* **EXCERPTED DATA**:
—————

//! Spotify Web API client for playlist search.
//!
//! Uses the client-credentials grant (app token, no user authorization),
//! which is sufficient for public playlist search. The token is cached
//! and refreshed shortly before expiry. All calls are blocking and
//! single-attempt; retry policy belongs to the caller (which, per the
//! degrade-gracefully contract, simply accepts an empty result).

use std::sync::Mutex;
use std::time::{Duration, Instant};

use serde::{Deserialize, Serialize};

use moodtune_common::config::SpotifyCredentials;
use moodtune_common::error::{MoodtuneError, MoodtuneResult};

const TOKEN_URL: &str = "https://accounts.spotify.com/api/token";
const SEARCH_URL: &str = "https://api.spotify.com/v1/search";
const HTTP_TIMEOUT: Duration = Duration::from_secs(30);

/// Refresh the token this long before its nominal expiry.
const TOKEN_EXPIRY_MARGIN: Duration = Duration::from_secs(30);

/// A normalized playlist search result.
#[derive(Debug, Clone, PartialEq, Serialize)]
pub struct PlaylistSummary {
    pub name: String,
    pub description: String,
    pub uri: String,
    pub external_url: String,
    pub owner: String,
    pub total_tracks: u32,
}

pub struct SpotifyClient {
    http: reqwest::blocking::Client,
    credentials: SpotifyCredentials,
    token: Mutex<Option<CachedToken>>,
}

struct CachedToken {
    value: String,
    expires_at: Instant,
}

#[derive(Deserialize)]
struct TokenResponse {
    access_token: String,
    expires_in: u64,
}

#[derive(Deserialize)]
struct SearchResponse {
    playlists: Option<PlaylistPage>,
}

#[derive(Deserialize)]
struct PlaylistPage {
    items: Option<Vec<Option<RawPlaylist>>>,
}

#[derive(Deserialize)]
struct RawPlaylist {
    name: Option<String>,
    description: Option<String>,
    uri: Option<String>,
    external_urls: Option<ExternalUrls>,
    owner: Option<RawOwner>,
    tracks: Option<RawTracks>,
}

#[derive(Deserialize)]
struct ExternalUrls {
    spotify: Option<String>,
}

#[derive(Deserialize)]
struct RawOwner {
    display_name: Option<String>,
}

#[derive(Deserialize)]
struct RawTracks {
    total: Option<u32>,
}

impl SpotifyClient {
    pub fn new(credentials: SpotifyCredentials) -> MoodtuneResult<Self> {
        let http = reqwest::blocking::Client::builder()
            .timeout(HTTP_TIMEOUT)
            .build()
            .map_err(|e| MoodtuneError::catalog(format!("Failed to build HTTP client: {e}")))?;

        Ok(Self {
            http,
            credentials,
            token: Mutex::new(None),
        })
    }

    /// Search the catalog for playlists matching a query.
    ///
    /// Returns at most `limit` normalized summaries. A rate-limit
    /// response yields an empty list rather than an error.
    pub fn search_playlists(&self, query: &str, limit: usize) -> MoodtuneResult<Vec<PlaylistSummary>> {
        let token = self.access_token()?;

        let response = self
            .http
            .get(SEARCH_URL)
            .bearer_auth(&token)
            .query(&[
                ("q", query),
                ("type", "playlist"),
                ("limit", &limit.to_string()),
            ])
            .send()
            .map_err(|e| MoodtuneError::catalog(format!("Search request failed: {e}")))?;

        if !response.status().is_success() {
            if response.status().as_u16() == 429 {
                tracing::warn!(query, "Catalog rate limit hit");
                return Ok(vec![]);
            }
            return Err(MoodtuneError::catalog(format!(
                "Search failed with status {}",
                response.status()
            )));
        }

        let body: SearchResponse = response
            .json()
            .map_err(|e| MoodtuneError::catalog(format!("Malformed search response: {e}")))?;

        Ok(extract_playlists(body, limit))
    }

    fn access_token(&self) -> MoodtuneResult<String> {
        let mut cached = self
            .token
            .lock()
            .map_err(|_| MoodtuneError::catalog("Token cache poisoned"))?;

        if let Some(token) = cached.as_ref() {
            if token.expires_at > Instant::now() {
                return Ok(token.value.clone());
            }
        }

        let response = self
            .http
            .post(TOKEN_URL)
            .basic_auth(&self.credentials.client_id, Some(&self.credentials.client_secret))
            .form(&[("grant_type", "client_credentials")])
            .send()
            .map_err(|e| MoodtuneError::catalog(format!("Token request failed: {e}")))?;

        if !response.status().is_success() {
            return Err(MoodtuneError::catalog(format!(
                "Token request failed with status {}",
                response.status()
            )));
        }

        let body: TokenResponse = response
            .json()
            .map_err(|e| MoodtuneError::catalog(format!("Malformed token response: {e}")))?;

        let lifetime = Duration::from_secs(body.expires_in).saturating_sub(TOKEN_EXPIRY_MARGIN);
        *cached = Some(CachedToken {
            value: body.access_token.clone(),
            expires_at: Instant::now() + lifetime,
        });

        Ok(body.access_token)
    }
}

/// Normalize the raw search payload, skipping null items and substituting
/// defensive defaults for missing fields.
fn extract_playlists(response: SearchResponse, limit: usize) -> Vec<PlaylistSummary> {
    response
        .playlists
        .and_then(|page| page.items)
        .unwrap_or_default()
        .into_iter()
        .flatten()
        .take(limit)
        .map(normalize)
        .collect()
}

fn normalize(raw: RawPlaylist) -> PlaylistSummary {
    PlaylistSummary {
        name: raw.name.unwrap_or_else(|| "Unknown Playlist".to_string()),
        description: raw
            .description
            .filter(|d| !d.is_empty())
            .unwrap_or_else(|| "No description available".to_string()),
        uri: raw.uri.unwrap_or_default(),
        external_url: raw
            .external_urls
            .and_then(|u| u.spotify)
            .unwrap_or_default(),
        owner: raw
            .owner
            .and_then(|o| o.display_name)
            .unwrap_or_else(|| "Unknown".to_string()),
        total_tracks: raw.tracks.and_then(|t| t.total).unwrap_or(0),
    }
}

—————

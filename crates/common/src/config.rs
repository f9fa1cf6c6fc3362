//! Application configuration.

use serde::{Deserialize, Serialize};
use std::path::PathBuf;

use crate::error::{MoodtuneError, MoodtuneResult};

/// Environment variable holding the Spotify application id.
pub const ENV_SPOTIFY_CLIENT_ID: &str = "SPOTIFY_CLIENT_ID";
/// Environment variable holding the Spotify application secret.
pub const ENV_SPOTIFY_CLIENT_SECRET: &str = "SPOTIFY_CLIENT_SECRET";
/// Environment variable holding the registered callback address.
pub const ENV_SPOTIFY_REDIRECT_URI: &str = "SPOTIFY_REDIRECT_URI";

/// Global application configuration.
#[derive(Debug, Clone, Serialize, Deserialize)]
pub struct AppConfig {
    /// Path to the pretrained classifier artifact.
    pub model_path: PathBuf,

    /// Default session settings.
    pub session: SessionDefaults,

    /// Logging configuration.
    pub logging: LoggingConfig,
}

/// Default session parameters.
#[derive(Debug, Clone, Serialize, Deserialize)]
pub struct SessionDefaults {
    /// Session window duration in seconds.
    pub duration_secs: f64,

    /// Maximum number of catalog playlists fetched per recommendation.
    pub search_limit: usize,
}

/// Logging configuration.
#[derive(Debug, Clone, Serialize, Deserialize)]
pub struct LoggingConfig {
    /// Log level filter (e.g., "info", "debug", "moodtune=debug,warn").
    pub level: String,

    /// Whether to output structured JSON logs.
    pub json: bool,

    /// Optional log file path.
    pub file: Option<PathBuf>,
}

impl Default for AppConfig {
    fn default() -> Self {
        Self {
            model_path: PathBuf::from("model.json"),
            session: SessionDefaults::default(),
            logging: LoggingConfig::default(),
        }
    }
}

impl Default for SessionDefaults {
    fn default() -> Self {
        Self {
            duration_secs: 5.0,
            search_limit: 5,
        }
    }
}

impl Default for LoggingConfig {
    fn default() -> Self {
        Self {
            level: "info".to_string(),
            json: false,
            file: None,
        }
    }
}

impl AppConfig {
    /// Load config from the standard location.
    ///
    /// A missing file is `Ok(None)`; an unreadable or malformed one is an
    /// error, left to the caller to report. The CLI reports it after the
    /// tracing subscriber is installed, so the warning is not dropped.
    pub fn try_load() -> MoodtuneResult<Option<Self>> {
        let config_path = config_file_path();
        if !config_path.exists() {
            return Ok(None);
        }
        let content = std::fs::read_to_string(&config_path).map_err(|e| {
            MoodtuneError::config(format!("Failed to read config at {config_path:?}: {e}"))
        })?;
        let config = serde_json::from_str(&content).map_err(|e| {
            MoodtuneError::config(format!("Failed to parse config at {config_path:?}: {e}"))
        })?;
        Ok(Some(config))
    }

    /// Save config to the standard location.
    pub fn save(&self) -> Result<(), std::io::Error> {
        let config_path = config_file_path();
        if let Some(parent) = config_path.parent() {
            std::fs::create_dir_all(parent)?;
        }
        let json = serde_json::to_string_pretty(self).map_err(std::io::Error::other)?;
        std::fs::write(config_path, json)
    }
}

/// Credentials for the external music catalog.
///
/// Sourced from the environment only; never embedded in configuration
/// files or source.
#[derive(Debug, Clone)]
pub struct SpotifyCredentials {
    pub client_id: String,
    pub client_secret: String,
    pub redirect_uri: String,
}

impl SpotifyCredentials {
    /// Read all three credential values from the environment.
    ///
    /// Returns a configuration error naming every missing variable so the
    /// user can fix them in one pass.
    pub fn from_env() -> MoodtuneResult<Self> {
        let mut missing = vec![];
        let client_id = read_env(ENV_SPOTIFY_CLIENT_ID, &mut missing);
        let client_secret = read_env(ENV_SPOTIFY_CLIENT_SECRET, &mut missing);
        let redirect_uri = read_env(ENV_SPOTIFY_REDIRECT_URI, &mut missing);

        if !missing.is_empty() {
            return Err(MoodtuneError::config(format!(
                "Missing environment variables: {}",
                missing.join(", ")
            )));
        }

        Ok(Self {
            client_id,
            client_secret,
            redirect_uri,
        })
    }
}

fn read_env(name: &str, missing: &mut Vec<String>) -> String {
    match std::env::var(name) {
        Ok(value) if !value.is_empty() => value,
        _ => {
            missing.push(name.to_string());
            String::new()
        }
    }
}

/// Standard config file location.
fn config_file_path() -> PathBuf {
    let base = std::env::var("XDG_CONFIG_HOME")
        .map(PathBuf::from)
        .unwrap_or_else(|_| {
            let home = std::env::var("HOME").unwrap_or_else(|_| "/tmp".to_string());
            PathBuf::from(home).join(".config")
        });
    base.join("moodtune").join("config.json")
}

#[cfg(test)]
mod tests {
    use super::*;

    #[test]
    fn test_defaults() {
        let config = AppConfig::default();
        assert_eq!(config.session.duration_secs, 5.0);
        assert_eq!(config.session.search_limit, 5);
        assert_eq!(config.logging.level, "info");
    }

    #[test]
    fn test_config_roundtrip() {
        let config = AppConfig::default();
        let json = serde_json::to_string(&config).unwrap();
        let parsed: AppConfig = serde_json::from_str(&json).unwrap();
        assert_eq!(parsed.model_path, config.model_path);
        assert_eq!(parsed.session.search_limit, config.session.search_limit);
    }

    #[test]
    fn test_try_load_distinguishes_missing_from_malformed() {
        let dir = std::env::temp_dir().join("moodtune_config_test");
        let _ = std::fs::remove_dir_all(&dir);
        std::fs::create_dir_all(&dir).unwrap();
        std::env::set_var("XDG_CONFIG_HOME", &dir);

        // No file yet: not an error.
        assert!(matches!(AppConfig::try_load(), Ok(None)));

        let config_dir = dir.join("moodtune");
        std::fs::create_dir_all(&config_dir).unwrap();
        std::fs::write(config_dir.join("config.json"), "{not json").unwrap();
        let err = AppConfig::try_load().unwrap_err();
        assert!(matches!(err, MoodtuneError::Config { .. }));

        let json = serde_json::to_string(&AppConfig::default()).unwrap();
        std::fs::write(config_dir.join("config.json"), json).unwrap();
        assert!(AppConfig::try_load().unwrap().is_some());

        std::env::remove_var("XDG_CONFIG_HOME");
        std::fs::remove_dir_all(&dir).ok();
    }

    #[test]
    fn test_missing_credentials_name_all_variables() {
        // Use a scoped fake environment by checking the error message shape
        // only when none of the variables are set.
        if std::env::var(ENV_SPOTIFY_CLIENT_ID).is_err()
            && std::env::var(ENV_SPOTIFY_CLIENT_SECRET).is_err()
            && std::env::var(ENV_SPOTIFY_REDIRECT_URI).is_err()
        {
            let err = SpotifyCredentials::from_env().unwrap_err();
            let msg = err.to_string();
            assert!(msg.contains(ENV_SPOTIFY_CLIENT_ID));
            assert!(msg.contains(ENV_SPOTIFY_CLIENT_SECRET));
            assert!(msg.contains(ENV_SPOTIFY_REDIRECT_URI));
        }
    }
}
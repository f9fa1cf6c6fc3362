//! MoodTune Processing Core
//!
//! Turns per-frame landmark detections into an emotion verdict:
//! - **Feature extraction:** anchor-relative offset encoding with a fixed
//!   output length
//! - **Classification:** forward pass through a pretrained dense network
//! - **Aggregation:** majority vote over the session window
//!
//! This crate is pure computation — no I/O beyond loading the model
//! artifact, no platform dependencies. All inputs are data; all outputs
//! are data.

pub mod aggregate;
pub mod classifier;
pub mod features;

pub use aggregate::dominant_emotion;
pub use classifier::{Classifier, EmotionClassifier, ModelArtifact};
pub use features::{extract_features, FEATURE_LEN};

—————

* **WORK ITEM**:
Give the number of lines in the records above that contain the word "status", and nothing more.

* **ANSWER TO THIS EXERCISE**:
7